Dua puluh hari kemudian, Ratu Wilhelmina menyapa rakyat di wilayah koloninya dari laboratorium radio Philips. Siaran internasional yang dipancarkan secara live pada 31 Maret 1927 itu berhasil ditangkap di Australia, Amerika Latin, Afrika dan Asia Tenggara, termasuk di Pura Mangkunegaran, Surakarta.
Sarsito, dalam Triwindoe Mangkunegoro VII Gedenkboek (1939) menceritakan, malam  itu orang-orang di Pura Mangkunegaran berkumpul di Prangwedanan bersama Mangkunegara VII dan permaisuri Gusti Ratu Timur. Mereka mendengarkan siaran langsung pidato Ratu Wilhelmina. “Itu adalah suatu saat yang tak terlupakan,” kenang Sarsito.

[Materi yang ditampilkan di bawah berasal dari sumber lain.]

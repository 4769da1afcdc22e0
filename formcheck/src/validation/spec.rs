//! Declarative descriptions of what each form element must look like.

use std::fmt;

use serde::de::{IgnoredAny, MapAccess, Visitor};
use serde::ser::SerializeMap;
use serde::{Deserialize, Deserializer, Serialize, Serializer};

/// One named pattern check within a text spec.
///
/// Missing fields default to empty strings. An empty pattern name never
/// resolves, so such a rule always fails.
#[derive(Debug, Clone, PartialEq, Eq, Serialize, Deserialize)]
pub struct TextRule {
    /// Name of the pattern in the validator's settings.
    #[serde(rename = "type", alias = "patternName", default)]
    pub pattern: String,
    #[serde(rename = "errMsg", alias = "errorMessage", default)]
    pub message: String,
}

impl TextRule {
    pub fn new(pattern: impl Into<String>, message: impl Into<String>) -> Self {
        Self {
            pattern: pattern.into(),
            message: message.into(),
        }
    }
}

/// How one element (or group of elements) should be validated.
#[derive(Debug, Clone, PartialEq, Eq, Serialize, Deserialize)]
#[serde(from = "SpecRepr", into = "RawSpec")]
pub enum Spec {
    /// The first element's value must satisfy every rule, checked in order.
    Text { rules: Vec<TextRule> },
    /// At least one matched element must be checked.
    Checkbox { message: String },
    /// At least one matched element must be checked.
    Radio { message: String },
    /// The first element's value must differ from `default_value`. Without a
    /// default there is nothing to compare against and the check passes.
    Select {
        default_value: Option<String>,
        message: String,
    },
    /// A spec whose `type` is missing or not one of the above. Never checked.
    Unrecognized { kind: Option<String> },
}

impl Spec {
    pub fn text(rules: impl IntoIterator<Item = TextRule>) -> Self {
        Self::Text {
            rules: rules.into_iter().collect(),
        }
    }

    pub fn checkbox(message: impl Into<String>) -> Self {
        Self::Checkbox {
            message: message.into(),
        }
    }

    pub fn radio(message: impl Into<String>) -> Self {
        Self::Radio {
            message: message.into(),
        }
    }

    pub fn select(default_value: impl Into<String>, message: impl Into<String>) -> Self {
        Self::Select {
            default_value: Some(default_value.into()),
            message: message.into(),
        }
    }

    /// The `type` tag as written in a spec file.
    pub fn kind(&self) -> Option<&str> {
        match self {
            Self::Text { .. } => Some("text"),
            Self::Checkbox { .. } => Some("checkbox"),
            Self::Radio { .. } => Some("radio"),
            Self::Select { .. } => Some("select"),
            Self::Unrecognized { kind } => kind.as_deref(),
        }
    }
}

// Wire shape shared by every spec type (`type`, `rules`, `errMsg`, `defaultValue`).
#[derive(Debug, Clone, Default, Serialize, Deserialize)]
#[serde(rename_all = "camelCase")]
struct RawSpec {
    #[serde(rename = "type", default, skip_serializing_if = "Option::is_none")]
    kind: Option<String>,
    #[serde(default, skip_serializing_if = "Option::is_none")]
    rules: Option<Vec<TextRule>>,
    #[serde(
        rename = "errMsg",
        alias = "errorMessage",
        default,
        skip_serializing_if = "Option::is_none"
    )]
    message: Option<String>,
    #[serde(alias = "default_value", default, skip_serializing_if = "Option::is_none")]
    default_value: Option<String>,
}

// Anything that is not a spec object is kept as an unrecognized spec rather
// than failing the whole set.
#[derive(Debug, Deserialize)]
#[serde(untagged)]
enum SpecRepr {
    Object(RawSpec),
    Other(IgnoredAny),
}

impl From<SpecRepr> for Spec {
    fn from(repr: SpecRepr) -> Self {
        match repr {
            SpecRepr::Object(raw) => raw.into(),
            SpecRepr::Other(_) => Spec::Unrecognized { kind: None },
        }
    }
}

impl From<RawSpec> for Spec {
    fn from(raw: RawSpec) -> Self {
        let message = raw.message.unwrap_or_default();
        match raw.kind.as_deref() {
            Some("text") => Spec::Text {
                rules: raw.rules.unwrap_or_default(),
            },
            Some("checkbox") => Spec::Checkbox { message },
            Some("radio") => Spec::Radio { message },
            Some("select") => Spec::Select {
                default_value: raw.default_value,
                message,
            },
            _ => Spec::Unrecognized { kind: raw.kind },
        }
    }
}

impl From<Spec> for RawSpec {
    fn from(spec: Spec) -> Self {
        let kind = spec.kind().map(str::to_string);
        match spec {
            Spec::Text { rules } => RawSpec {
                kind,
                rules: Some(rules),
                ..Default::default()
            },
            Spec::Checkbox { message } | Spec::Radio { message } => RawSpec {
                kind,
                message: Some(message),
                ..Default::default()
            },
            Spec::Select {
                default_value,
                message,
            } => RawSpec {
                kind,
                message: Some(message),
                default_value,
                ..Default::default()
            },
            Spec::Unrecognized { .. } => RawSpec {
                kind,
                ..Default::default()
            },
        }
    }
}

/// Specs keyed by element selector, in insertion order.
///
/// Selectors are unique: inserting an existing selector replaces its spec in
/// place.
#[derive(Debug, Clone, Default, PartialEq, Eq)]
pub struct SpecSet {
    entries: Vec<(String, Spec)>,
}

impl SpecSet {
    pub fn new() -> Self {
        Self::default()
    }

    /// Add a spec, builder style.
    pub fn with(mut self, selector: impl Into<String>, spec: Spec) -> Self {
        self.insert(selector, spec);
        self
    }

    /// Insert a spec, returning the one it replaced.
    pub fn insert(&mut self, selector: impl Into<String>, spec: Spec) -> Option<Spec> {
        let selector = selector.into();
        match self.entries.iter_mut().find(|(s, _)| *s == selector) {
            Some((_, existing)) => Some(std::mem::replace(existing, spec)),
            None => {
                self.entries.push((selector, spec));
                None
            }
        }
    }

    pub fn get(&self, selector: &str) -> Option<&Spec> {
        self.entries
            .iter()
            .find(|(s, _)| s == selector)
            .map(|(_, spec)| spec)
    }

    pub fn len(&self) -> usize {
        self.entries.len()
    }

    pub fn is_empty(&self) -> bool {
        self.entries.is_empty()
    }

    pub fn iter(&self) -> impl Iterator<Item = (&str, &Spec)> {
        self.entries.iter().map(|(s, spec)| (s.as_str(), spec))
    }

    pub fn selectors(&self) -> impl Iterator<Item = &str> {
        self.entries.iter().map(|(s, _)| s.as_str())
    }
}

impl<S: Into<String>> FromIterator<(S, Spec)> for SpecSet {
    fn from_iter<I: IntoIterator<Item = (S, Spec)>>(iter: I) -> Self {
        let mut set = SpecSet::new();
        for (selector, spec) in iter {
            set.insert(selector, spec);
        }
        set
    }
}

impl IntoIterator for SpecSet {
    type Item = (String, Spec);
    type IntoIter = std::vec::IntoIter<(String, Spec)>;

    fn into_iter(self) -> Self::IntoIter {
        self.entries.into_iter()
    }
}

impl Serialize for SpecSet {
    fn serialize<S: Serializer>(&self, serializer: S) -> Result<S::Ok, S::Error> {
        let mut map = serializer.serialize_map(Some(self.entries.len()))?;
        for (selector, spec) in &self.entries {
            map.serialize_entry(selector, spec)?;
        }
        map.end()
    }
}

impl<'de> Deserialize<'de> for SpecSet {
    fn deserialize<D: Deserializer<'de>>(deserializer: D) -> Result<Self, D::Error> {
        struct SpecSetVisitor;

        impl<'de> Visitor<'de> for SpecSetVisitor {
            type Value = SpecSet;

            fn expecting(&self, f: &mut fmt::Formatter<'_>) -> fmt::Result {
                f.write_str("a map of element selectors to specs")
            }

            fn visit_map<A: MapAccess<'de>>(self, mut access: A) -> Result<SpecSet, A::Error> {
                let mut set = SpecSet::new();
                while let Some((selector, spec)) = access.next_entry::<String, Spec>()? {
                    set.insert(selector, spec);
                }
                Ok(set)
            }
        }

        deserializer.deserialize_map(SpecSetVisitor)
    }
}

#[cfg(test)]
mod tests {
    use super::*;

    #[test]
    fn test_insert_replaces_in_place() {
        let mut set = SpecSet::new()
            .with("#a", Spec::checkbox("a"))
            .with("#b", Spec::checkbox("b"));
        let old = set.insert("#a", Spec::radio("a2"));
        assert_eq!(old, Some(Spec::checkbox("a")));
        assert_eq!(set.selectors().collect::<Vec<_>>(), vec!["#a", "#b"]);
        assert_eq!(set.get("#a"), Some(&Spec::radio("a2")));
    }

    #[test]
    fn test_deserialize_keeps_insertion_order() {
        let json = r##"{
            "#zeta": { "type": "checkbox", "errMsg": "z" },
            "#alpha": { "type": "radio", "errMsg": "a" },
            "#mid": { "type": "select", "defaultValue": "none", "errMsg": "m" }
        }"##;
        let set: SpecSet = serde_json::from_str(json).unwrap();
        assert_eq!(
            set.selectors().collect::<Vec<_>>(),
            vec!["#zeta", "#alpha", "#mid"]
        );
        assert_eq!(set.get("#mid"), Some(&Spec::select("none", "m")));
    }

    #[test]
    fn test_deserialize_text_rules() {
        let json = r#"{
            "type": "text",
            "rules": [
                { "type": "notEmpty", "errMsg": "Empty text!" },
                { "patternName": "email", "errorMessage": "Wrong email format!" }
            ]
        }"#;
        let spec: Spec = serde_json::from_str(json).unwrap();
        assert_eq!(
            spec,
            Spec::text([
                TextRule::new("notEmpty", "Empty text!"),
                TextRule::new("email", "Wrong email format!"),
            ])
        );
    }

    #[test]
    fn test_text_without_rules_deserializes_to_empty_rules() {
        // `rule` is a misspelling, so the spec has no rules at all.
        let json = r#"{ "type": "text", "rule": [{ "type": "notEmpty", "errMsg": "x" }] }"#;
        let spec: Spec = serde_json::from_str(json).unwrap();
        assert_eq!(spec, Spec::Text { rules: vec![] });
    }

    #[test]
    fn test_unknown_or_missing_type_is_unrecognized() {
        let spec: Spec = serde_json::from_str(r#"{ "type": "range", "errMsg": "x" }"#).unwrap();
        assert_eq!(
            spec,
            Spec::Unrecognized {
                kind: Some("range".to_string())
            }
        );

        let spec: Spec = serde_json::from_str(r#"{ "errMsg": "x" }"#).unwrap();
        assert_eq!(spec, Spec::Unrecognized { kind: None });
    }

    #[test]
    fn test_rule_with_missing_fields_defaults_to_empty() {
        let json = r#"{
            "type": "text",
            "rules": [{ "type": "notEmpty" }, { "errMsg": "no pattern" }]
        }"#;
        let spec: Spec = serde_json::from_str(json).unwrap();
        assert_eq!(
            spec,
            Spec::text([
                TextRule::new("notEmpty", ""),
                TextRule::new("", "no pattern"),
            ])
        );
    }

    #[test]
    fn test_non_object_spec_is_unrecognized() {
        let json = r##"{ "#a": "oops", "#b": 42, "#c": { "type": "checkbox", "errMsg": "c" } }"##;
        let set: SpecSet = serde_json::from_str(json).unwrap();
        assert_eq!(set.len(), 3);
        assert_eq!(set.get("#a"), Some(&Spec::Unrecognized { kind: None }));
        assert_eq!(set.get("#b"), Some(&Spec::Unrecognized { kind: None }));
        assert_eq!(set.get("#c"), Some(&Spec::checkbox("c")));
    }

    #[test]
    fn test_select_without_default_value() {
        let spec: Spec = serde_json::from_str(r#"{ "type": "select", "errMsg": "pick" }"#).unwrap();
        assert_eq!(
            spec,
            Spec::Select {
                default_value: None,
                message: "pick".to_string()
            }
        );
    }

    #[test]
    fn test_serialize_uses_camel_case_field_names() {
        let set = SpecSet::new()
            .with("#email", Spec::text([TextRule::new("email", "Bad email")]))
            .with(".gender", Spec::select("test", "Not selected selectbox!"));
        let json = serde_json::to_value(&set).unwrap();
        assert_eq!(
            json,
            serde_json::json!({
                "#email": { "type": "text", "rules": [{ "type": "email", "errMsg": "Bad email" }] },
                ".gender": { "type": "select", "errMsg": "Not selected selectbox!", "defaultValue": "test" }
            })
        );

        let back: SpecSet = serde_json::from_value(json).unwrap();
        assert_eq!(back, set);
    }
}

Setelah pidato live Sang Ratu, selain bertalian dengan kepentingan politik kolonial, Philips melihat prospek bisnis. Semenjak itu, “Philips langsung memproduksi radio secara massal,” kata Didi Sumarsidi, ketua komunitas pecinta radio kuno Padmaditya, kepada Historia di sela pembukaan pameran radio lama bertajuk Layang Swara, di Bentara Budaya Jakarta, 24 April lalu. 

Situs resmi Philips melansir, mereka mulai serius memproduksi radio sejak 1927. Hingga 1932, Philips telah menjual satu juta radio dan langsung menjelma jadi produsen radio terbesar di dunia. Bahkan Philips mendirikan pabrik di Hindia Belanda.